Помимо этого, Кетлинский просил и о присылке ему ныряющих снарядов для стрельбы по подводным лодкам, но до ухода из Франции крейсер их не получил. Не одобрили в Морском главном штабе и предложения Кетлинского об увеличении штата крейсера в связи с установкой зенитных орудий, которые составили 2 новых плутонга. Для них н хватало восьми комендоров. Артиллерия крейсера делилась на 9 плутонгов (четыре 152- и пять 75-миллиметровых), причем огнем 4-го и 5-го плутонгов 75-миллиметровых орудий управлял в бою один офицер. По штату обязанности плутонговых командиров исполняли три вахтенных начальника, вахтенный офицер, младший минный офицер и ревизор. То есть не хватало трех офицеров и еще одного, для зенитных орудий. Кетлинскому не только отказали, сославшись на нехватку личного состава, но и довели до сведения, что с приходом на север и имеемые у него зенитные орудия предполагается снять, так как там германских аэропланов пока не обнаружено.

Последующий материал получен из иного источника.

use serde::{Deserialize, Serialize};

/// One UI string, addressed by the composite `(language, section, key)`.
#[derive(Debug, Clone, PartialEq, Serialize, Deserialize)]
pub struct TranslationEntry {
    pub language: String,
    pub section: String,
    pub key: String,
    pub value: String,
}

/// A custom FAQ entry reconstructed from the paired-key convention.
///
/// The translation store has no FAQ schema of its own: a question is stored
/// under `customFaqQ_<id>` and its answer under `customFaqA_<id>` within the
/// same `(language, section)`. This type is the first-class form consumers
/// work with; the convention exists only at the wire boundary.
#[derive(Debug, Clone, PartialEq, Serialize, Deserialize)]
pub struct FaqEntry {
    pub id: String,
    pub question: String,
    pub answer: String,
}

pub const FAQ_QUESTION_PREFIX: &str = "customFaqQ_";
pub const FAQ_ANSWER_PREFIX: &str = "customFaqA_";

pub fn faq_question_key(id: &str) -> String {
    format!("{FAQ_QUESTION_PREFIX}{id}")
}

pub fn faq_answer_key(id: &str) -> String {
    format!("{FAQ_ANSWER_PREFIX}{id}")
}

/// Splits the paired-key convention back into `FaqEntry` values.
///
/// Entries keep the order in which their question keys appear. A question
/// with no matching answer key is dropped silently; an answer with no
/// question never produces an entry either.
pub fn decode_faq_entries(rows: &[TranslationEntry]) -> Vec<FaqEntry> {
    let mut answers = std::collections::HashMap::new();
    for row in rows {
        if let Some(id) = row.key.strip_prefix(FAQ_ANSWER_PREFIX) {
            answers.insert(id, row.value.as_str());
        }
    }

    rows.iter()
        .filter_map(|row| {
            let id = row.key.strip_prefix(FAQ_QUESTION_PREFIX)?;
            let answer = answers.get(id)?;
            Some(FaqEntry {
                id: id.to_string(),
                question: row.value.clone(),
                answer: (*answer).to_string(),
            })
        })
        .collect()
}

#[cfg(test)]
mod tests {
    use super::*;

    fn row(key: &str, value: &str) -> TranslationEntry {
        TranslationEntry {
            language: "en".into(),
            section: "faq".into(),
            key: key.into(),
            value: value.into(),
        }
    }

    #[test]
    fn test_decodes_paired_keys() {
        let rows = vec![
            row("customFaqQ_1", "How do I request a record?"),
            row("customFaqA_1", "File a request through the portal."),
            row("customFaqQ_2", "Is there a fee?"),
            row("customFaqA_2", "No."),
        ];
        let entries = decode_faq_entries(&rows);
        assert_eq!(entries.len(), 2);
        assert_eq!(entries[0].id, "1");
        assert_eq!(entries[0].question, "How do I request a record?");
        assert_eq!(entries[1].answer, "No.");
    }

    #[test]
    fn test_orphaned_question_is_dropped() {
        let rows = vec![
            row("customFaqQ_1", "Orphan?"),
            row("customFaqQ_2", "Paired?"),
            row("customFaqA_2", "Yes."),
        ];
        let entries = decode_faq_entries(&rows);
        assert_eq!(entries.len(), 1);
        assert_eq!(entries[0].id, "2");
    }

    #[test]
    fn test_plain_keys_are_ignored() {
        let rows = vec![
            row("greeting", "Hello"),
            row("customFaqA_9", "Answer without question"),
        ];
        assert!(decode_faq_entries(&rows).is_empty());
    }

    #[test]
    fn test_key_builders_match_prefixes() {
        assert_eq!(faq_question_key("7"), "customFaqQ_7");
        assert_eq!(faq_answer_key("7"), "customFaqA_7");
    }
}
//! Explicit client-side cache entry.
//!
//! Replaces the old pattern of stashing fetched statistics in shared browser
//! storage with an implicit freshness window: the cached value, its fetch
//! time, and its time-to-live travel together, and freshness is a pure
//! predicate over a supplied clock.

use chrono::{DateTime, Duration, Utc};

pub const DEFAULT_TTL_SECS: i64 = 300;

#[derive(Debug, Clone, PartialEq)]
pub struct Cached<T> {
    pub data: T,
    pub fetched_at: DateTime<Utc>,
    pub ttl: Duration,
}

impl<T> Cached<T> {
    pub fn new(data: T, fetched_at: DateTime<Utc>) -> Self {
        Cached {
            data,
            fetched_at,
            ttl: Duration::seconds(DEFAULT_TTL_SECS),
        }
    }

    pub fn with_ttl(data: T, fetched_at: DateTime<Utc>, ttl: Duration) -> Self {
        Cached {
            data,
            fetched_at,
            ttl,
        }
    }

    /// Fresh while strictly less than `ttl` has elapsed. A clock that moved
    /// backwards reads as fresh rather than forcing a refetch loop.
    pub fn is_fresh(&self, now: DateTime<Utc>) -> bool {
        now - self.fetched_at < self.ttl
    }
}

#[cfg(test)]
mod tests {
    use super::*;

    fn at(secs: i64) -> DateTime<Utc> {
        DateTime::from_timestamp(1_700_000_000 + secs, 0).unwrap()
    }

    #[test]
    fn test_fresh_within_ttl() {
        let cached = Cached::new(42u32, at(0));
        assert!(cached.is_fresh(at(0)));
        assert!(cached.is_fresh(at(299)));
    }

    #[test]
    fn test_stale_at_ttl_boundary() {
        let cached = Cached::new(42u32, at(0));
        assert!(!cached.is_fresh(at(300)));
        assert!(!cached.is_fresh(at(4000)));
    }

    #[test]
    fn test_backwards_clock_reads_fresh() {
        let cached = Cached::new(42u32, at(100));
        assert!(cached.is_fresh(at(0)));
    }

    #[test]
    fn test_custom_ttl() {
        let cached = Cached::with_ttl("stats", at(0), Duration::seconds(10));
        assert!(cached.is_fresh(at(9)));
        assert!(!cached.is_fresh(at(10)));
    }
}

10 ноября на крейсере провели испытания машин, стоя на бочках, и так как результаты оказались вполне удовлетворительными, началась подготовка к выходу на ходовые испытания. 18 ноября капитан 1-го ранга Кетлинский первый раз вывел корабль в море. Этот момент всегда волнующ для каждого командира. Как поведет себя крейсер в море, как слушается руля, насколько поворотлив, как восходит на волну… Испытания прошли достаточно успешно, однако парадный ход «Аскольда» составил всего каких-то 15 узлов. Для достижения большего требовался 10-дневный подробный осмотр механизмов. Интересно, что ни на одну пробу машин ни один представитель или специалист завода в море не ходил. Несмотря на все уверения французского министра, союзники все же относились к русскому кораблю не столь внимательно, как обещали.

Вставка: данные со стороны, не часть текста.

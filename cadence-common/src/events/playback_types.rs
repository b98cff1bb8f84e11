//! Playback-related type definitions
//!
//! Supporting enums for transport status and loop policy. Both are part of
//! persisted snapshots and broadcast events, so their serialized names are
//! stable.

use serde::{Deserialize, Serialize};
use std::str::FromStr;

use crate::Error;

/// Transport status enumeration
#[derive(Debug, Clone, Copy, Serialize, Deserialize, PartialEq, Eq, Default)]
#[serde(rename_all = "lowercase")]
pub enum PlaybackStatus {
    /// Nothing has happened yet this session
    #[default]
    Unknown,
    /// No item loaded or playback stopped
    Stopped,
    /// Item loaded, output halted
    Paused,
    /// Item loaded and producing output
    Playing,
}

impl PlaybackStatus {
    /// True when an item is loaded in the engine (Paused or Playing)
    pub fn is_loaded(self) -> bool {
        matches!(self, PlaybackStatus::Paused | PlaybackStatus::Playing)
    }
}

impl std::fmt::Display for PlaybackStatus {
    fn fmt(&self, f: &mut std::fmt::Formatter<'_>) -> std::fmt::Result {
        match self {
            PlaybackStatus::Unknown => write!(f, "unknown"),
            PlaybackStatus::Stopped => write!(f, "stopped"),
            PlaybackStatus::Paused => write!(f, "paused"),
            PlaybackStatus::Playing => write!(f, "playing"),
        }
    }
}

impl FromStr for PlaybackStatus {
    type Err = Error;

    fn from_str(s: &str) -> Result<Self, Self::Err> {
        match s.trim().to_ascii_lowercase().as_str() {
            "unknown" => Ok(PlaybackStatus::Unknown),
            "stopped" => Ok(PlaybackStatus::Stopped),
            "paused" => Ok(PlaybackStatus::Paused),
            "playing" => Ok(PlaybackStatus::Playing),
            other => Err(Error::InvalidInput(format!("unknown playback status '{}'", other))),
        }
    }
}

/// What happens when an item reaches its end
#[derive(Debug, Clone, Copy, Serialize, Deserialize, PartialEq, Eq, Default)]
#[serde(rename_all = "lowercase")]
pub enum LoopMode {
    /// Stop at the end of the item
    #[default]
    Off,
    /// Advance to the next playlist item, wrapping at the end
    Playlist,
    /// Repeat the current item
    Song,
}

impl std::fmt::Display for LoopMode {
    fn fmt(&self, f: &mut std::fmt::Formatter<'_>) -> std::fmt::Result {
        match self {
            LoopMode::Off => write!(f, "off"),
            LoopMode::Playlist => write!(f, "playlist"),
            LoopMode::Song => write!(f, "song"),
        }
    }
}

impl FromStr for LoopMode {
    type Err = Error;

    fn from_str(s: &str) -> Result<Self, Self::Err> {
        match s.trim().to_ascii_lowercase().as_str() {
            "off" | "none" => Ok(LoopMode::Off),
            "playlist" | "all" => Ok(LoopMode::Playlist),
            "song" | "one" => Ok(LoopMode::Song),
            other => Err(Error::InvalidInput(format!("unknown loop mode '{}'", other))),
        }
    }
}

4 декабря «Аскольд» вернулся с повторного испытания. При достижении скорости 18,5 узла стал сильно парить главный паропровод, и испытания пришлось прервать. 10 декабря на третьем выходе ход довели уже до 21 узла, но при этом стали греться подшипники. Уменьшили ход до 19 узлов, и шли так около часа — машины работали нормально. На этом выходе произвели и практическую стрельбу боевыми зарядами из 152- и 75-миллиметровых орудий по щитам Результаты вследствие качки, рассогласования циферблатов и длительного перерыва в стрельбах комендоров были плохими. Думается, этот факт особенно опечалил Кетлинского, после чего он уже занялся отработкой своих артиллеристов вплотную.

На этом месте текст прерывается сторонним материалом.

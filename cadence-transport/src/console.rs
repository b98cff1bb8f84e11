//! Line-based command console
//!
//! The binary reads one command per line from stdin:
//!
//! ```text
//! play [location]     pause     resume     toggle     stop
//! seek <fraction>     seek-ms <ms>
//! ff    rew           (absolute step)
//! ff%   rew%          (relative step)
//! vol+  vol-  vol <v>      left  right  balance <b>     mute
//! rate <x>            loop off|playlist|song
//! suspend  activate   status    help    quit
//! ```

use crate::error::{Error, Result};
use crate::playback::{MediaItem, SeekUnit};
use crate::service::TransportCommand;
use cadence_common::events::LoopMode;

pub const HELP: &str = "\
commands:
  play [location]       play the active item, or load a location
  pause | resume | toggle | stop
  seek <0..1>           seek to a fraction of the duration
  seek-ms <ms>          seek to an absolute position
  ff | rew              step forward/back by the configured time
  ff% | rew%            step forward/back by the configured fraction
  vol+ | vol- | vol <v> volume
  left | right | balance <b>
  mute                  toggle mute
  rate <x>              playback rate
  loop off|playlist|song
  suspend | activate    persist / restore the session
  status | help | quit";

/// A parsed console line
#[derive(Debug, Clone, PartialEq)]
pub enum ConsoleCommand {
    Transport(TransportCommand),
    Help,
    Quit,
}

/// Parse one console line
pub fn parse_command(line: &str) -> Result<ConsoleCommand> {
    let line = line.trim();
    let (word, rest) = match line.split_once(char::is_whitespace) {
        Some((word, rest)) => (word, rest.trim()),
        None => (line, ""),
    };

    let command = match word.to_ascii_lowercase().as_str() {
        "" => return Err(Error::InvalidArgument("empty command".to_string())),
        "help" | "?" => return Ok(ConsoleCommand::Help),
        "quit" | "exit" | "q" => return Ok(ConsoleCommand::Quit),

        "play" if rest.is_empty() => TransportCommand::Play(None),
        "play" => TransportCommand::Play(Some(MediaItem::from_location(rest))),
        "pause" => TransportCommand::Pause,
        "resume" => TransportCommand::Resume,
        "toggle" => TransportCommand::TogglePause,
        "stop" => TransportCommand::Stop,

        "seek" => TransportCommand::SeekFraction(number(word, rest)?),
        "seek-ms" => TransportCommand::SeekTo(
            rest.parse()
                .map_err(|_| Error::InvalidArgument(format!("seek-ms needs milliseconds, got '{}'", rest)))?,
        ),
        "ff" => TransportCommand::SeekForward(SeekUnit::Absolute),
        "rew" => TransportCommand::SeekBackward(SeekUnit::Absolute),
        "ff%" => TransportCommand::SeekForward(SeekUnit::Relative),
        "rew%" => TransportCommand::SeekBackward(SeekUnit::Relative),

        "vol+" => TransportCommand::VolumeUp,
        "vol-" => TransportCommand::VolumeDown,
        "vol" => TransportCommand::SetVolume(number(word, rest)?),
        "left" => TransportCommand::BalanceLeft,
        "right" => TransportCommand::BalanceRight,
        "balance" => TransportCommand::SetBalance(number(word, rest)?),
        "mute" => TransportCommand::ToggleMute,
        "rate" => TransportCommand::SetRate(number(word, rest)?),
        "loop" => TransportCommand::SetLoopMode(rest.parse::<LoopMode>()?),

        "suspend" => TransportCommand::Suspend,
        "activate" => TransportCommand::Activate,
        "status" => TransportCommand::Status,

        other => return Err(Error::InvalidArgument(format!("unknown command '{}' (try 'help')", other))),
    };
    Ok(ConsoleCommand::Transport(command))
}

fn number(command: &str, arg: &str) -> Result<f64> {
    arg.parse()
        .map_err(|_| Error::InvalidArgument(format!("{} needs a number, got '{}'", command, arg)))
}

В связи с требованиями высшего командования о быстрейшем окончании ремонта результатом этого выхода пришлось удовлетвориться. В течение недели провели осмотр машин, приняли полный запас угля, погрузили сдававшиеся в арсенал снаряды. Между авралами продолжались и обычные корабельные работы, учения и занятия. 11 ноября на крейсер через Архангельск и Брест прибыли дополнительные 114 человек команды. В то же время восемь матросов остались «нетчиками» в Бресте, т.е., попросту говоря, дезертировали.

28 ноября Кетлинский сообщил в Петроград, что «при настоящем состоянии крейсер может действовать, но значительный недостаток нижних чинов влияет на уменьшение боевой ценности крейсера». Так, из 620 по штату не хватало еще 88 чел, в том числе, что важно, 11 строевых унтер-офицеров, 7 артиллерийских и 2 кочегарных. Особенно беспокоило командира отсутствие радиотелеграфистов, ведь на переходе морем требовалось постоянно принимать сообщения о движении неприятельских подводных лодок, тле угроза атак германских субмарин была весьма велика. Кроме этого, при подходах к месту рандеву и союзным портам корабли давали о себе знать уже именно по радиотелеграфу. В ответ на просьбы командира «Аскольда», вместо запрошенных им 38 унтер-офицеров было прислано всего семеро, из которых один сразу же за беспробудное пьянство был лишен Кетлинским звания.

Вообще присланная команда произвела на командира плохое впечатление. За короткое время пребывания на крейсере 13 новоприбывших были подвергнуты усиленному аресту. Несколько матросов уже в дороге пропили казенные вещи. Почти десяток присланных были хронически больными и совершенно не годными к службе. По приходу в первый же отечественный порт их надлежало немедленно списать. Было очевидно, что на «Аскольд» собирали со всего Балтийского флота настоящие отбросы. Было ли это сделано специально или же просто так получилось из-за того, что командиры, получавшие разнарядку, просто, пользовались случаем и избавлялись ненужного балласта?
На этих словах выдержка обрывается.